I woke up this morning and had a bit of a revelation. While planning out my controller modding and testing. I realized that when adding the CA connector to the first controller, I never had to open it up, tapping into the external wiring harnesses. And, the harnesses are detachable. DOH!!! So, I don't have to spend a few hours soldering up a new CA connector and swapping several other JST and Molex connectors, since I can just plug the harness into the new, soon to be modded, controller.

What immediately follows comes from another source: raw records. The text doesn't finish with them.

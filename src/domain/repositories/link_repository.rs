//! Repository trait for short code mappings.

use std::time::Duration;

use crate::error::AppError;
use async_trait::async_trait;

/// Repository interface for short code → long URL mappings.
///
/// Entries expire on their own once their TTL elapses; there is no delete
/// operation. Every call goes to the backing store, there is no local cache.
///
/// # Implementations
///
/// - [`crate::infrastructure::persistence::RedisLinkRepository`] - Redis implementation
/// - [`crate::infrastructure::persistence::MemoryLinkRepository`] - In-process implementation
/// - Test mocks available with `cfg(test)`
#[cfg_attr(test, mockall::automock)]
#[async_trait]
pub trait LinkRepository: Send + Sync {
    /// Writes or overwrites the mapping for `code`, expiring after `ttl`.
    ///
    /// `ttl` must be positive; callers validate the day count beforehand.
    ///
    /// # Errors
    ///
    /// Returns [`AppError::StoreUnavailable`] on store failure or timeout.
    async fn put(&self, code: &str, long_url: &str, ttl: Duration) -> Result<(), AppError>;

    /// Writes the mapping only if `code` has no live mapping.
    ///
    /// Returns `Ok(false)` when the code was already taken.
    ///
    /// # Errors
    ///
    /// Returns [`AppError::StoreUnavailable`] on store failure or timeout.
    async fn put_if_absent(
        &self,
        code: &str,
        long_url: &str,
        ttl: Duration,
    ) -> Result<bool, AppError>;

    /// Returns the long URL for a live mapping.
    ///
    /// # Errors
    ///
    /// Returns [`AppError::NotFound`] if the code was never written or has expired.
    /// Returns [`AppError::StoreUnavailable`] on store failure or timeout.
    async fn get(&self, code: &str) -> Result<String, AppError>;

    /// Checks whether `code` currently has a live mapping.
    ///
    /// # Errors
    ///
    /// Returns [`AppError::StoreUnavailable`] on store failure or timeout.
    async fn exists(&self, code: &str) -> Result<bool, AppError>;

    /// Checks that the backing store answers.
    async fn ping(&self) -> bool;
}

I may even get around to doing a baseline test of the new one to determine what the max battery current is limited to before starting with the shunt mod. :D

EDIT 10-07-22 Wired up the new controller and just went for a short ride to max out the current. The new one is within a 1/2 amp of the other (60.35A), but probably exactly the same since the current limit seems to register on the CA +/- less than 1/2 amp. Since they're basically the same, I'll leave the new one installed and mod the old one since it's off the bike already.

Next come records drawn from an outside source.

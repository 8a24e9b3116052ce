//! Bounded top-K selection of files by size.
//!
//! A `TopSelector` consumes one file observation at a time and keeps only
//! the K largest seen so far, sorted descending. K is a small caller-chosen
//! constant, so the O(K) insertion scan beats a heap in practice and keeps
//! tie-breaking dead simple.

use std::path::PathBuf;

use serde::Serialize;

/// One file observed during a walk. Immutable once created.
#[derive(Debug, Clone, PartialEq, Eq, Serialize)]
pub struct FileEntry {
    /// Base name of the file
    pub name: String,
    /// Full path as visited
    pub path: PathBuf,
    /// Size in bytes reported by the filesystem
    pub size: u64,
}

/// Keeps the `capacity` largest files observed so far, sorted by size
/// descending.
///
/// Ties keep arrival order: an entry already in the list is never displaced
/// by a newcomer of equal size, so the newcomer lands after all existing
/// entries of that size.
#[derive(Debug, Clone)]
pub struct TopSelector {
    capacity: usize,
    entries: Vec<FileEntry>,
}

impl TopSelector {
    pub fn new(capacity: usize) -> Self {
        Self {
            capacity,
            entries: Vec::with_capacity(capacity.min(64)),
        }
    }

    /// Offer one file to the selector.
    ///
    /// Scans from the top rank down for the first element strictly smaller
    /// than `entry`, inserts before it, and truncates back to capacity.
    /// If every element is at least as large, the entry is appended only
    /// while the list is below capacity, otherwise discarded.
    pub fn observe(&mut self, entry: FileEntry) {
        match self.entries.iter().position(|e| e.size < entry.size) {
            Some(i) => {
                self.entries.insert(i, entry);
                self.entries.truncate(self.capacity);
            }
            None => {
                if self.entries.len() < self.capacity {
                    self.entries.push(entry);
                }
            }
        }
    }

    /// The current ranking, largest first.
    pub fn ranked(&self) -> &[FileEntry] {
        &self.entries
    }

    /// Consume the selector and return the final ranking.
    pub fn into_ranked(self) -> Vec<FileEntry> {
        self.entries
    }

    /// The smallest size currently admitted, present only once the list is
    /// full. While below capacity every file qualifies regardless of size.
    pub fn watermark(&self) -> Option<u64> {
        if self.entries.len() == self.capacity {
            self.entries.last().map(|e| e.size)
        } else {
            None
        }
    }

    pub fn len(&self) -> usize {
        self.entries.len()
    }

    pub fn is_empty(&self) -> bool {
        self.entries.is_empty()
    }
}
//! CLI entry point for hefty

use std::io::IsTerminal;
use std::path::PathBuf;
use std::process;
use std::time::Instant;

use clap::{Parser, ValueEnum};
use hefty::{
    DEFAULT_CAPACITY, WalkConfig, WalkError, Walker, print_report, print_report_json, print_totals,
};

/// Color output mode
#[derive(Debug, Clone, Copy, Default, ValueEnum)]
enum ColorMode {
    /// Auto-detect based on terminal and environment
    #[default]
    Auto,
    /// Always use colors
    Always,
    /// Never use colors
    Never,
}

/// Determine whether to use color output based on mode and environment.
fn should_use_color(mode: ColorMode) -> bool {
    match mode {
        ColorMode::Always => true,
        ColorMode::Never => false,
        ColorMode::Auto => {
            // Respect NO_COLOR environment variable (https://no-color.org/)
            if std::env::var_os("NO_COLOR").is_some() {
                return false;
            }
            // Respect FORCE_COLOR environment variable
            if std::env::var_os("FORCE_COLOR").is_some() {
                return true;
            }
            // Respect TERM=dumb
            if std::env::var("TERM").map(|t| t == "dumb").unwrap_or(false) {
                return false;
            }
            // Check if stdout is a TTY
            std::io::stdout().is_terminal()
        }
    }
}

#[derive(Parser, Debug)]
#[command(name = "hefty")]
#[command(about = "Report the largest files in a directory tree")]
#[command(version)]
struct Args {
    /// Directory to search
    #[arg(default_value = ".")]
    path: PathBuf,

    /// Number of largest files to report
    #[arg(short = 'n', long = "top", default_value_t = DEFAULT_CAPACITY)]
    top: usize,

    /// Descend into hidden directories instead of skipping them
    #[arg(long)]
    hidden: bool,

    /// Output in JSON format
    #[arg(long)]
    json: bool,

    /// Control color output: auto, always, never
    #[arg(long = "color", value_name = "WHEN", default_value = "auto")]
    color: ColorMode,
}

fn main() {
    let args = Args::parse();

    if args.top == 0 {
        eprintln!("hefty: --top must be a positive integer");
        process::exit(1);
    }

    let root = if args.path.is_absolute() {
        args.path.clone()
    } else {
        std::env::current_dir()
            .unwrap_or_else(|_| PathBuf::from("."))
            .join(&args.path)
    };

    let timer = Instant::now();
    let walker = Walker::new(WalkConfig {
        capacity: args.top,
        skip_hidden: !args.hidden,
    });

    let report = match walker.walk(&root) {
        Ok(report) => report,
        Err(WalkError::InvalidCapacity) => {
            eprintln!("hefty: --top must be a positive integer");
            process::exit(1);
        }
        Err(WalkError::Aborted { stats, source, .. }) => {
            eprintln!("hefty: walk aborted: {}", source);
            eprintln!("hefty: totals up to the error:");
            let mut stderr = std::io::stderr();
            let _ = print_totals(&mut stderr, &stats);
            process::exit(1);
        }
    };
    let elapsed = timer.elapsed();

    let result = if args.json {
        print_report_json(&report)
    } else {
        print_report(&report, elapsed, should_use_color(args.color))
    };

    if let Err(e) = result {
        eprintln!("hefty: error writing output: {}", e);
        process::exit(1);
    }
}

UPDATE: 1st iteration of the shunt mod produced a 7A increase, so now at 67A. Looks like I'll be doing at least one, maybe two more iterations to get it to 80A.

80A inside.jpg

Shunt mod lite.jpg

shunt mod lite 2.jpg
 
Just got back from a test ride. I feel like the modest 7A battery current gain must also scale up the phase current. Since the specs have max phase amps as a multiple of 3 times the battery amps, that would translate to an extra 21A max phase current. So at 67A, that's 201A max phase amps, same as my old PV controller. I rode around for about 10 miles and the bike felt really good, but with all the hard throttle testing, the Leaf definitely was heating up more quickly, hitting 86C on flat ground, but cooling down quickly when off the throttle. Seems to be maxing out a little over 5kW up the hills, so maybe 600W more than before the shunt mod. :bigthumb:

I'll probably go out again just to ride around more, then take it back off the bike and attempt to get it up to 80W and see how that feels. On APL's thread, he's peaking at 119A, so I think if I overshoot and go above 80A I shouldn't have an issue. :thumb: I'm not trying to blow up the controller, but am willing to push it more, since I have the stock one if I do. :shock:

EDIT: Charged the battery to 81V and went to Popeye's to grab a couple of chicken sandwiches. 6 mile round trip. Even with the mild mod, it's crazy above 80V on throttle (2nd speed on the 3-speed switch); power wheelies at 20 MPH. Power consumption is triple the normal, so probably best to stick with quick errands or short trips when riding like that.
6 mile trip.jpg

EDIT: 2nd round. I wrapped some strands of copper around the shunts to hold the solder in place while adding it.
mod 2 a.jpg

Isn't going to win a beauty contest...
mod 2 b.jpg
Looks like 80A to me, LOL.
I'll mount it on the bike tomorrow morning to see and feel the results.

Last update:
I couldn't wait, since it's so easy to mount the controller the way the harness is set up. Getting close, and possibly even there. I only took it for a spin, literally around the block, and I tested on a short 1/2 block part of the next street over that's around 15%. I slowed way down near the bottom, then hit the throttle to climb it in an attempt to max out the current. It was noticeably faster climbing than the last round, and my battery was down around 77V, so will be even faster when charged.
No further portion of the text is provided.